Darwin's Barberry (Berberis darwinii) (Image credit: Carolyn Lewis (Weedbusters))
The application seeks approval to introduce the Darwin’s barberry rust (Puccinia berberidis-darwinii) into Aotearoa-New Zealand as a biological control agent for Darwin’s barberry (Berberis darwinii). The Darwin’s barberry rust fungus damages Darwin’s barberry by infecting the leaves and fruits, reducing plant growth and seed production.
The application also seeks renewal of an expired EPA approval for the release of the Darwin’s barberry flower weevil (Anthonomus kuscheli) into Aotearoa-New Zealand as a biocontrol agent for Darwin’s barberry. In 2012, the EPA approved the release of this weevil species along with another species, the Darwin’s barberry seed weevil (Berberidicola exaratus), as biocontrol agents for Darwin’s barberry. Efforts to date have focussed on establishing the seed weevil, and the flower weevil was never released. Since the EPA approval has now lapsed, this application will apply for a renewal of the approval based on the information contained in the original application as well as the EPA decision approving release of the flower weevil. These documents can be found on EPA’s website (HSNO application register | EPA).
Background
The application will be submitted by Environment Canterbury, acting on behalf of the National Biocontrol Collective, a consortium of regional councils, unitary authorities, and the Department of Conservation. The Collective funds the development of weed biocontrol programmes in New Zealand. Manaaki Whenua – Landcare Research is the science advisor to the Collective for this application.
Darwin’s barberry is native to Chile and Argentina. It was first introduced to Aotearoa-New Zealand as an ornamental shrub in 1946 and is now common from central Te Ika-a-Māui (North Island) to Rakiura (Stewart Island). Darwin’s barberry is viewed as an expanding threat to environmental and economic values as it is still spreading. It invades farmland, forest margins, light gaps in disturbed or remnant forests, roadsides, and scrubland, outcompeting native plants.

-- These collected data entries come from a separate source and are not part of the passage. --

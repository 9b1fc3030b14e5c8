//! Per-platform step tables.
//!
//! A table is the whole difference between platforms as far as the engine is
//! concerned: which resources are created, in which order, and which earlier
//! handles each one consumes.

use adrelay_core::{PipelineState, Platform, StepRole};

/// One resource step and the roles it depends on.
#[derive(Debug, Clone, Copy, PartialEq, Eq)]
pub struct StepDef {
    pub role: StepRole,
    /// Roles whose handles must exist before this step runs.
    pub parents: &'static [StepRole],
}

impl StepDef {
    const fn new(role: StepRole, parents: &'static [StepRole]) -> Self {
        Self { role, parents }
    }

    pub fn state(&self) -> PipelineState {
        self.role.state()
    }
}

const SEARCH_STEPS: &[StepDef] = &[
    StepDef::new(StepRole::Budget, &[]),
    StepDef::new(StepRole::Campaign, &[StepRole::Budget]),
    StepDef::new(StepRole::AdGroup, &[StepRole::Campaign]),
    StepDef::new(StepRole::Ad, &[StepRole::AdGroup]),
];

const VIDEO_STEPS: &[StepDef] = &[
    StepDef::new(StepRole::Budget, &[]),
    StepDef::new(StepRole::Campaign, &[StepRole::Budget]),
    StepDef::new(StepRole::AdGroup, &[StepRole::Campaign]),
    StepDef::new(StepRole::VideoAsset, &[]),
    StepDef::new(StepRole::ImageAsset, &[]),
    StepDef::new(
        StepRole::Ad,
        &[StepRole::AdGroup, StepRole::VideoAsset, StepRole::ImageAsset],
    ),
];

const SOCIAL_STEPS: &[StepDef] = &[
    StepDef::new(StepRole::Campaign, &[]),
    StepDef::new(StepRole::AdGroup, &[StepRole::Campaign]),
    StepDef::new(StepRole::ImageAsset, &[]),
    StepDef::new(StepRole::Creative, &[StepRole::ImageAsset]),
    StepDef::new(StepRole::Ad, &[StepRole::AdGroup, StepRole::Creative]),
];

/// Ordered steps of one platform's pipeline.
#[derive(Debug, Clone, Copy)]
pub struct StepTable {
    pub platform: Platform,
    pub steps: &'static [StepDef],
}

impl StepTable {
    pub fn for_platform(platform: Platform) -> Self {
        let steps = match platform {
            Platform::SearchAds => SEARCH_STEPS,
            Platform::VideoAds => VIDEO_STEPS,
            Platform::SocialAds => SOCIAL_STEPS,
        };
        Self { platform, steps }
    }

    pub fn roles(&self) -> impl Iterator<Item = StepRole> + '_ {
        self.steps.iter().map(|s| s.role)
    }

    pub fn len(&self) -> usize {
        self.steps.len()
    }

    pub fn is_empty(&self) -> bool {
        self.steps.is_empty()
    }
}
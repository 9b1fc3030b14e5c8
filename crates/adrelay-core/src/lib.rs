//! # Adrelay Core
//!
//! Shared model for multi-platform campaign provisioning.
//!
//! This crate provides:
//! - [`CampaignSpec`] - What to provision, with a platform-specific [`Creative`]
//! - [`ExecutionContext`] - Per-request account and credential values
//! - [`PipelineResult`] - Outcome record of a provisioning run
//! - [`ProvisionError`] - Error taxonomy shared by every layer
//! - [`validate`] - Fail-fast pre-flight rules

pub mod context;
pub mod error;
pub mod result;
pub mod spec;
pub mod types;
pub mod validation;

// Re-exports for convenience
pub use context::{normalize_account_id, Credential, ExecutionContext, PlatformCredentials};
pub use error::{
    AdapterError, ConfigurationError, ProvisionError, Result, ValidationError, ValidationRule,
};
pub use result::{FailureKind, PipelineResult, ResourceHandle, StepRecord, StepResult};
pub use spec::{
    CampaignSpec, CampaignSpecBuilder, Creative, SearchCreative, SocialCreative, VideoCreative,
};
pub use types::*;
pub use validation::{validate, CampaignWindow};

/// Prelude module for common imports
pub mod prelude {
    pub use crate::context::{Credential, ExecutionContext, PlatformCredentials};
    pub use crate::error::{AdapterError, ProvisionError, Result, ValidationError};
    pub use crate::result::{PipelineResult, ResourceHandle, StepResult};
    pub use crate::spec::{CampaignSpec, Creative};
    pub use crate::types::{Platform, StepRole};
    pub use crate::validation::{validate, CampaignWindow};
}
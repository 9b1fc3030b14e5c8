//! Pre-flight validation.
//!
//! Runs before any network call and stops at the first violated rule, so an
//! automated caller gets exactly one actionable error.

use chrono::NaiveDate;
use url::Url;

use crate::context::{normalize_account_id, ExecutionContext};
use crate::error::{ValidationError, ValidationRule};
use crate::spec::{CampaignSpec, Creative, SearchCreative, SocialCreative, VideoCreative};
use crate::types::Platform;

pub const MIN_CAMPAIGN_NAME_LEN: usize = 3;
pub const MAX_CAMPAIGN_NAME_LEN: usize = 255;

const VIDEO_MIN_HEADLINES: usize = 3;
const VIDEO_MIN_LONG_HEADLINES: usize = 1;
const VIDEO_MIN_DESCRIPTIONS: usize = 2;
const VIDEO_MAX_TEXT_ASSETS: usize = 5;
const VIDEO_HEADLINE_MAX: usize = 40;
const VIDEO_LONG_HEADLINE_MAX: usize = 90;
const VIDEO_DESCRIPTION_MAX: usize = 90;
const BUSINESS_NAME_MAX: usize = 25;

const SEARCH_MIN_HEADLINES: usize = 3;
const SEARCH_MAX_HEADLINES: usize = 15;
const SEARCH_HEADLINE_MAX: usize = 30;
const SEARCH_MIN_DESCRIPTIONS: usize = 2;
const SEARCH_MAX_DESCRIPTIONS: usize = 4;
const SEARCH_DESCRIPTION_MAX: usize = 90;

/// Parsed serving window of a spec that passed validation.
#[derive(Debug, Clone, Copy, PartialEq, Eq)]
pub struct CampaignWindow {
    pub start: NaiveDate,
    pub end: NaiveDate,
}

type Check = Result<(), ValidationError>;

/// Validate a spec against its execution context.
///
/// `today` is passed in rather than read from the clock so the function stays
/// pure.
pub fn validate(
    spec: &CampaignSpec,
    ctx: &ExecutionContext,
    today: NaiveDate,
) -> Result<CampaignWindow, ValidationError> {
    let platform = spec.platform();

    check_account_ids(platform, ctx)?;

    if ctx.credential.is_blank() {
        return Err(ValidationError::new(
            ValidationRule::Credential,
            format!("A {} credential is required", platform),
        ));
    }

    check_name(&spec.name)?;

    if spec.daily_budget <= 0 {
        return Err(ValidationError::new(
            ValidationRule::Budget,
            "Daily budget must be greater than zero",
        ));
    }

    let window = check_dates(&spec.start_date, &spec.end_date, today)?;

    if !platform.supports_channel(spec.channel_type) {
        return Err(ValidationError::new(
            ValidationRule::ChannelType,
            format!(
                "Channel type {:?} is not supported by {}",
                spec.channel_type, platform
            ),
        ));
    }

    match &spec.creative {
        Creative::SearchAds(creative) => check_search_creative(creative)?,
        Creative::VideoAds(creative) => check_video_creative(creative)?,
        Creative::SocialAds(creative) => check_social_creative(creative)?,
    }

    Ok(window)
}

fn check_account_ids(platform: Platform, ctx: &ExecutionContext) -> Check {
    if !account_id_is_valid(platform, &ctx.account_id) {
        return Err(ValidationError::new(
            ValidationRule::AccountId,
            account_id_message(platform, "account id"),
        ));
    }
    if let Some(manager) = ctx.manager_id.as_deref().filter(|m| !m.trim().is_empty()) {
        if !account_id_is_valid(platform, manager) {
            return Err(ValidationError::new(
                ValidationRule::ManagerId,
                account_id_message(platform, "manager id"),
            ));
        }
    }
    Ok(())
}

fn account_id_is_valid(platform: Platform, raw: &str) -> bool {
    let trimmed = raw.trim();
    match platform {
        Platform::SearchAds | Platform::VideoAds => {
            let digits = normalize_account_id(trimmed);
            !trimmed.starts_with("act_")
                && trimmed.chars().all(|c| c.is_ascii_digit() || c == '-')
                && digits.len() == 10
        }
        Platform::SocialAds => {
            let digits = trimmed.strip_prefix("act_").unwrap_or(trimmed);
            !digits.is_empty() && digits.chars().all(|c| c.is_ascii_digit())
        }
    }
}

fn account_id_message(platform: Platform, what: &str) -> String {
    match platform {
        Platform::SearchAds | Platform::VideoAds => {
            format!("Invalid {} {}: expected 10 digits (dashes allowed)", platform, what)
        }
        Platform::SocialAds => {
            format!("Invalid {} {}: expected digits, optionally prefixed with act_", platform, what)
        }
    }
}

fn check_name(name: &str) -> Check {
    let len = name.trim().chars().count();
    if len < MIN_CAMPAIGN_NAME_LEN {
        return Err(ValidationError::new(
            ValidationRule::CampaignName,
            format!(
                "Campaign name must be at least {} characters",
                MIN_CAMPAIGN_NAME_LEN
            ),
        ));
    }
    if len > MAX_CAMPAIGN_NAME_LEN {
        return Err(ValidationError::new(
            ValidationRule::CampaignName,
            format!(
                "Campaign name must be at most {} characters",
                MAX_CAMPAIGN_NAME_LEN
            ),
        ));
    }
    Ok(())
}

/// Parse a strict `YYYY-MM-DD` date.
pub fn parse_date(raw: &str) -> Option<NaiveDate> {
    if raw.len() != 10 {
        return None;
    }
    NaiveDate::parse_from_str(raw, "%Y-%m-%d").ok()
}

fn check_dates(start: &str, end: &str, today: NaiveDate) -> Result<CampaignWindow, ValidationError> {
    let start_date = parse_date(start).ok_or_else(|| {
        ValidationError::new(
            ValidationRule::DateFormat,
            format!("Invalid start date '{}': expected YYYY-MM-DD", start),
        )
    })?;
    let end_date = parse_date(end).ok_or_else(|| {
        ValidationError::new(
            ValidationRule::DateFormat,
            format!("Invalid end date '{}': expected YYYY-MM-DD", end),
        )
    })?;

    if start_date < today {
        return Err(ValidationError::new(
            ValidationRule::StartDateInPast,
            "Start date cannot be in the past",
        ));
    }
    if end_date < start_date {
        return Err(ValidationError::new(
            ValidationRule::DateRange,
            "End date must be on or after the start date",
        ));
    }

    Ok(CampaignWindow {
        start: start_date,
        end: end_date,
    })
}

fn creative_error(message: impl Into<String>) -> ValidationError {
    ValidationError::new(ValidationRule::Creative, message)
}

fn non_blank(texts: &[String]) -> usize {
    texts.iter().filter(|t| !t.trim().is_empty()).count()
}

fn check_lengths(texts: &[String], max: usize, label: &str) -> Check {
    for (i, text) in texts.iter().enumerate() {
        if text.chars().count() > max {
            return Err(creative_error(format!(
                "{} {} exceeds {} characters",
                label,
                i + 1,
                max
            )));
        }
    }
    Ok(())
}

fn check_video_creative(creative: &VideoCreative) -> Check {
    if non_blank(&creative.headlines) < VIDEO_MIN_HEADLINES {
        return Err(creative_error("At least 3 headlines are required"));
    }
    if non_blank(&creative.long_headlines) < VIDEO_MIN_LONG_HEADLINES {
        return Err(creative_error("At least 1 long headline is required"));
    }
    if non_blank(&creative.descriptions) < VIDEO_MIN_DESCRIPTIONS {
        return Err(creative_error("At least 2 descriptions are required"));
    }
    if creative.headlines.len() > VIDEO_MAX_TEXT_ASSETS
        || creative.long_headlines.len() > VIDEO_MAX_TEXT_ASSETS
        || creative.descriptions.len() > VIDEO_MAX_TEXT_ASSETS
    {
        return Err(creative_error(format!(
            "At most {} headlines, long headlines and descriptions are allowed",
            VIDEO_MAX_TEXT_ASSETS
        )));
    }
    check_lengths(&creative.headlines, VIDEO_HEADLINE_MAX, "Headline")?;
    check_lengths(&creative.long_headlines, VIDEO_LONG_HEADLINE_MAX, "Long headline")?;
    check_lengths(&creative.descriptions, VIDEO_DESCRIPTION_MAX, "Description")?;

    if youtube_video_id(&creative.video_url).is_none() {
        return Err(creative_error("A valid YouTube video reference is required"));
    }
    if !is_fetchable_url(&creative.logo_image_url) {
        return Err(creative_error("A valid logo image URL is required"));
    }
    if creative.business_name.trim().is_empty() {
        return Err(creative_error("Business name is required"));
    }
    if creative.business_name.chars().count() > BUSINESS_NAME_MAX {
        return Err(creative_error(format!(
            "Business name exceeds {} characters",
            BUSINESS_NAME_MAX
        )));
    }
    if !is_fetchable_url(&creative.final_url) {
        return Err(creative_error("A valid final URL is required"));
    }
    Ok(())
}

fn check_search_creative(creative: &SearchCreative) -> Check {
    if non_blank(&creative.headlines) < SEARCH_MIN_HEADLINES {
        return Err(creative_error("At least 3 headlines are required"));
    }
    if creative.headlines.len() > SEARCH_MAX_HEADLINES {
        return Err(creative_error(format!(
            "At most {} headlines are allowed",
            SEARCH_MAX_HEADLINES
        )));
    }
    if non_blank(&creative.descriptions) < SEARCH_MIN_DESCRIPTIONS {
        return Err(creative_error("At least 2 descriptions are required"));
    }
    if creative.descriptions.len() > SEARCH_MAX_DESCRIPTIONS {
        return Err(creative_error(format!(
            "At most {} descriptions are allowed",
            SEARCH_MAX_DESCRIPTIONS
        )));
    }
    check_lengths(&creative.headlines, SEARCH_HEADLINE_MAX, "Headline")?;
    check_lengths(&creative.descriptions, SEARCH_DESCRIPTION_MAX, "Description")?;
    if !is_fetchable_url(&creative.final_url) {
        return Err(creative_error("A valid final URL is required"));
    }
    Ok(())
}

fn check_social_creative(creative: &SocialCreative) -> Check {
    if creative.page_id.trim().is_empty() {
        return Err(creative_error("A page id is required"));
    }
    if creative.primary_text.trim().is_empty() {
        return Err(creative_error("Primary text is required"));
    }
    if creative.headline.trim().is_empty() {
        return Err(creative_error("A headline is required"));
    }
    if !is_fetchable_url(&creative.image_url) {
        return Err(creative_error("A valid image URL is required"));
    }
    if !is_fetchable_url(&creative.link_url) {
        return Err(creative_error("A valid link URL is required"));
    }
    if creative.countries.is_empty() {
        return Err(creative_error("At least 1 target country is required"));
    }
    if let Some(bad) = creative
        .countries
        .iter()
        .find(|c| c.len() != 2 || !c.chars().all(|ch| ch.is_ascii_alphabetic()))
    {
        return Err(creative_error(format!("Invalid country code '{}'", bad)));
    }
    Ok(())
}

/// True for absolute http(s) URLs with a host.
pub fn is_fetchable_url(raw: &str) -> bool {
    match Url::parse(raw.trim()) {
        Ok(url) => matches!(url.scheme(), "http" | "https") && url.host_str().is_some(),
        Err(_) => false,
    }
}

/// Extract the 11-character id from a YouTube URL or bare id.
pub fn youtube_video_id(reference: &str) -> Option<String> {
    let reference = reference.trim();
    if is_video_id(reference) {
        return Some(reference.to_string());
    }

    let url = Url::parse(reference).ok()?;
    let host = url.host_str()?.trim_start_matches("www.").trim_start_matches("m.");
    let candidate = match host {
        "youtu.be" => url.path_segments()?.next().map(str::to_string),
        "youtube.com" | "music.youtube.com" => {
            let mut segments = url.path_segments()?;
            match segments.next() {
                Some("watch") => url
                    .query_pairs()
                    .find(|(k, _)| k == "v")
                    .map(|(_, v)| v.into_owned()),
                Some("shorts") | Some("embed") | Some("live") => {
                    segments.next().map(str::to_string)
                }
                _ => None,
            }
        }
        _ => None,
    }?;

    is_video_id(&candidate).then_some(candidate)
}

fn is_video_id(s: &str) -> bool {
    s.len() == 11
        && s
            .chars()
            .all(|c| c.is_ascii_alphanumeric() || c == '-' || c == '_')
}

Darwin’s barberry is a 5 m tall spiny shrub with deep orange-yellow flowers in January to December, followed by abundant purplish-black berries (Roy et al., 2004). Blackbirds and other species feed on fruits and then drop seed at a distance from the seed source, establishing satellite populations.
Currently, only Darwin’s barberry seed weevil (B. exaratus) has been released as biocontrol agent against Darwin’s barberry in Aotearoa-New Zealand. It was first released in 2015 and establishment has recently been confirmed at several sites in Southland and Wellington regions. This weevil destroys the fruits and seeds of its host plant.
If approval is granted for release of the Darwin’s barberry flower weevil, the damage caused by the two weevils will likely be additive. A reduction in flower and fruit production by the flower weevil is likely to reduce the resource available to the seed weevil (B. exaratus), increasing the proportion of seeds attacked within each fruit. By targeting the reproductive structures of the plant, these weevils will reduce the rate at which Darwin’s barberry is spreading.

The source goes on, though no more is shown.